04.24.13 Dr. Garth Rosenberg Spider Veins

Varicose Veins: The Role Heredity Plays

As a vascular surgeon, my goals are to treat venous disease and ensure my patients are well-informed of their condition and their options. It's encouraging when other physicians draw attention to venous disease and its risk factors. I recently read an interesting update about the causes of varicose veins on Dr. Andrew Weil's "Tip of the Day" blog. Dr. Weil is a Harvard trained physician now specializing in holistic health, and offers many good pearls of advice on his blog.

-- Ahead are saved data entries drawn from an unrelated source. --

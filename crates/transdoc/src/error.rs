use std::path::PathBuf;
use thiserror::Error;

/// Message shown when a request fails without a usable backend message.
pub const GENERIC_NETWORK_MESSAGE: &str =
    "Network error. Please check your connection and try again.";

#[derive(Error, Debug)]
pub enum TransdocError {
    #[error("{0}")]
    Validation(#[from] ValidationError),

    #[error("Network error: {0}")]
    Network(String),

    #[error("{message}")]
    Backend { status: Option<u16>, message: String },

    #[error("Registry error: {0}")]
    Registry(#[from] RegistryError),

    #[error("Not signed in")]
    Unauthenticated,

    #[error("A submission for this draft is already in flight")]
    SubmissionInFlight,

    #[error("Job '{0}' has no downloadable result yet")]
    NotReady(String),

    #[error("Configuration error: {0}")]
    Config(#[from] ConfigError),

    #[error("Storage error for '{path}': {source}")]
    Storage {
        path: PathBuf,
        #[source]
        source: std::io::Error,
    },
}

impl TransdocError {
    /// Text the presentation layer shows for this error.
    ///
    /// Backend and validation messages are shown verbatim; transport failures
    /// collapse to a generic retry hint.
    pub fn user_message(&self) -> String {
        match self {
            TransdocError::Network(_) => GENERIC_NETWORK_MESSAGE.to_string(),
            TransdocError::Backend { message, .. } => message.clone(),
            other => other.to_string(),
        }
    }

    /// Returns true for failures raised before any request was sent.
    pub fn is_validation(&self) -> bool {
        matches!(self, TransdocError::Validation(_))
    }

    /// Returns true when the backend rejected the credentials themselves.
    pub fn is_unauthorized(&self) -> bool {
        matches!(
            self,
            TransdocError::Backend {
                status: Some(401 | 403),
                ..
            }
        )
    }

    pub fn is_not_found(&self) -> bool {
        matches!(self, TransdocError::Registry(RegistryError::NotFound(_)))
    }
}

#[derive(Error, Debug, Clone, PartialEq, Eq)]
pub enum ValidationError {
    #[error("file required")]
    MissingFile,

    #[error("target language required")]
    MissingTargetLanguage,

    #[error("username and password required")]
    MissingCredentials,

    #[error("file must be a TMX file")]
    InvalidTmxFile,

    #[error("search text required")]
    MissingSearchText,

    #[error("source language required")]
    MissingSourceLanguage,

    #[error("threshold must be between 0 and 1")]
    InvalidThreshold,
}

impl ValidationError {
    /// Name of the offending field.
    pub fn field(&self) -> &'static str {
        match self {
            ValidationError::MissingFile => "file",
            ValidationError::MissingTargetLanguage => "targetLanguage",
            ValidationError::MissingCredentials => "credentials",
            ValidationError::InvalidTmxFile => "file",
            ValidationError::MissingSearchText => "text",
            ValidationError::MissingSourceLanguage => "source_language",
            ValidationError::InvalidThreshold => "threshold",
        }
    }
}

#[derive(Error, Debug, Clone, PartialEq, Eq)]
pub enum RegistryError {
    #[error("Job '{0}' not found")]
    NotFound(String),

    #[error("Job '{0}' already exists")]
    DuplicateId(String),
}

#[derive(Error, Debug)]
pub enum ConfigError {
    #[error("Failed to read config file '{path}': {source}")]
    ReadFile {
        path: PathBuf,
        #[source]
        source: std::io::Error,
    },

    #[error("Failed to parse config JSON: {0}")]
    ParseJson(#[from] serde_json::Error),

    #[error("Failed to parse config YAML: {0}")]
    ParseYaml(#[from] serde_yaml::Error),

    #[error("Config validation failed: {message}")]
    Validation { message: String },

    #[error("Schema validation failed: {errors}")]
    SchemaValidation { errors: String },
}

pub type Result<T> = std::result::Result<T, TransdocError>;
use etherlight_core::H512;
use std::{net::SocketAddr, str::FromStr};

#[derive(Debug, Clone, PartialEq, Eq, Copy)]
pub struct BootNode {
    pub node_id: H512,
    pub socket_address: SocketAddr,
}

#[derive(Debug, thiserror::Error)]
#[error("Invalid enode url: {0}")]
pub struct ParseBootNodeError(String);

impl FromStr for BootNode {
    type Err = ParseBootNodeError;
    /// Takes a str with the format "enode://nodeID@IPaddress:port" and
    /// parses it to a BootNode
    fn from_str(input: &str) -> Result<BootNode, ParseBootNodeError> {
        let rest = input
            .strip_prefix("enode://")
            .ok_or_else(|| ParseBootNodeError("missing enode:// prefix".to_string()))?;
        let (id, addr) = rest
            .split_once('@')
            .ok_or_else(|| ParseBootNodeError("missing @ separator".to_string()))?;
        let node_id =
            H512::from_str(id).map_err(|_| ParseBootNodeError("invalid node id".to_string()))?;
        let socket_address: SocketAddr = addr
            .parse()
            .map_err(|_| ParseBootNodeError("invalid address and port".to_string()))?;
        Ok(BootNode {
            node_id,
            socket_address,
        })
    }
}

/// Frontier/Homestead era mainnet bootstrap list (the Go Ethereum seeds).
pub fn mainnet_bootnodes() -> Vec<BootNode> {
    [
        "enode://d860a01f9722d78051619d1e2351aba3f43f943f6f00718d1b9baa4101932a1f5011f16bb2b1bb35db20d6fe28fa0bf09636d26a87d31de9ec6203eeedb1f666@18.138.108.67:30303",
        "enode://22a8232c3abc76a16ae9d6c3b164f98775fe226f0917b0ca871128a74a8e9630b458460865bab457221f1d448dd9791d24c4e5d88786180ac185df813a68d4de@3.209.45.79:30303",
        "enode://2b252ab6a1d0f971d9722cb839a42cb81db019ba44c08754628ab4a823487071b5695317c8ccd085219c3a03af063495b2f1da8d18218da2d6a82981b45e6ffc@65.108.70.101:30303",
        "enode://4aeb4ab6c14b23e2c4cfdce879c04b0748a20d8e9b59e25ded2a08143e265c6c25936e74cbc8e641e3312ca288673d91f2f93f8e277de3cfa444ecdaaf982052@157.90.35.166:30303",
    ]
    .iter()
    .map(|enode| BootNode::from_str(enode).expect("invalid mainnet bootnode"))
    .collect()
}

/// Ropsten bootstrap list.
pub fn testnet_bootnodes() -> Vec<BootNode> {
    [
        "enode://30b7ab30a01c124a6cceca36863ece12c4f5fa68e3ba9b0b51407ccc002eeed3b3102d20a88f1c1d3c3154e2449317b8ef95090e77b312d5cc39354f86d5d606@52.176.7.10:30303",
        "enode://865a63255b3bb68023b6bffd5095118fcc13e79dcf014fe4e47e065c350c7cc72af2e53eff895f11ba1bbb6a2b33271c1116ee870f266618eadfc2e78aa7349c@52.176.100.77:30303",
    ]
    .iter()
    .map(|enode| BootNode::from_str(enode).expect("invalid testnet bootnode"))
    .collect()
}

#[cfg(test)]
mod tests {
    use super::*;

    #[test]
    fn parse_bootnode_from_string() {
        let input = "enode://d860a01f9722d78051619d1e2351aba3f43f943f6f00718d1b9baa4101932a1f5011f16bb2b1bb35db20d6fe28fa0bf09636d26a87d31de9ec6203eeedb1f666@18.138.108.67:30303";
        let bootnode = BootNode::from_str(input).unwrap();
        let node_id = H512::from_str(
            "d860a01f9722d78051619d1e2351aba3f43f943f6f00718d1b9baa4101932a1f5011f16bb2b1bb35db20d6fe28fa0bf09636d26a87d31de9ec6203eeedb1f666")
            .unwrap();
        let socket_address = SocketAddr::from_str("18.138.108.67:30303").unwrap();
        let expected_bootnode = BootNode {
            node_id,
            socket_address,
        };
        assert_eq!(bootnode, expected_bootnode);
    }

    #[test]
    fn reject_malformed_enode() {
        assert!(BootNode::from_str("enode://nope").is_err());
        assert!(BootNode::from_str("http://example.com").is_err());
    }

    #[test]
    fn builtin_bootnode_lists_parse() {
        assert!(!mainnet_bootnodes().is_empty());
        assert!(!testnet_bootnodes().is_empty());
    }
}
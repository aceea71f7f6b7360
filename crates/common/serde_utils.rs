use serde::{de::Error, Deserialize, Deserializer, Serializer};

pub mod u64 {
    use super::*;

    pub mod hex_str {
        use super::*;

        pub fn deserialize<'de, D>(d: D) -> Result<u64, D::Error>
        where
            D: Deserializer<'de>,
        {
            let value = String::deserialize(d)?;
            u64::from_str_radix(value.trim_start_matches("0x"), 16)
                .map_err(|_| D::Error::custom("Failed to deserialize u64 value"))
        }

        pub fn serialize<S>(value: &u64, serializer: S) -> Result<S::Ok, S::Error>
        where
            S: Serializer,
        {
            serializer.serialize_str(&format!("{:#x}", value))
        }
    }

    pub mod hex_str_padding {
        use super::*;

        pub fn deserialize<'de, D>(d: D) -> Result<u64, D::Error>
        where
            D: Deserializer<'de>,
        {
            super::hex_str::deserialize(d)
        }

        pub fn serialize<S>(value: &u64, serializer: S) -> Result<S::Ok, S::Error>
        where
            S: Serializer,
        {
            serializer.serialize_str(&format!("{:#018x}", value))
        }
    }

    pub mod hex_str_opt {
        use serde::Serialize;

        use super::*;

        pub fn serialize<S>(value: &Option<u64>, serializer: S) -> Result<S::Ok, S::Error>
        where
            S: Serializer,
        {
            Option::<String>::serialize(&value.map(|v| format!("{:#x}", v)), serializer)
        }

        pub fn deserialize<'de, D>(d: D) -> Result<Option<u64>, D::Error>
        where
            D: Deserializer<'de>,
        {
            let value = String::deserialize(d)?;
            match u64::from_str_radix(value.trim_start_matches("0x"), 16) {
                Ok(v) => Ok(Some(v)),
                Err(_) => Ok(None),
            }
        }
    }
}

/// Serializes to and deserializes from 0x prefixed hex string
pub mod bytes {
    use ::bytes::Bytes;

    use super::*;

    pub fn deserialize<'de, D>(d: D) -> Result<Bytes, D::Error>
    where
        D: Deserializer<'de>,
    {
        let value = String::deserialize(d)?;
        let bytes = hex::decode(value.trim_start_matches("0x"))
            .map_err(|e| D::Error::custom(e.to_string()))?;
        Ok(Bytes::from(bytes))
    }

    pub fn serialize<S>(value: &Bytes, serializer: S) -> Result<S::Ok, S::Error>
    where
        S: Serializer,
    {
        serializer.serialize_str(&format!("0x{}", hex::encode(value)))
    }
}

Dr. Garth RosenbergThe update mentioned heredity as the prime factor in determining whether patients develop varicose veins. From my experience, I concur with Dr. Weil's assessment. I often see new patients who can recall a parent or grandparent with significant varicose veins. These patients tend to have an inherited weakness in the leg veins that, over time, leads to backflow as gravity exerts downward pressure. Early evaluation and treatment can prevent the long term consequences of untreated venous insufficiency, such as leg ulcers and blood clots. In addition to heredity, other risk factors include: gender (women are more likely to suffer from varicose veins), hormonal changes during pregnancy or menopause, obesity, and even occupation or lifestyle.

Fortunately, treatment for this condition has advanced and VNUS Closure (also known as the Venefit Procedure) is the best option to treat most patients with venous insufficiency. This office based procedure is done under local anesthesia and allows for immediate recovery. Occasionally micro-phlebectomy or sclerotherapy is used to complete treatment of the leg veins.

When seeking advice about your varicose veins, be sure to speak to a board certified vascular surgeon and a diplomate of the American Board of Phlebology who is best qualified to address your concerns.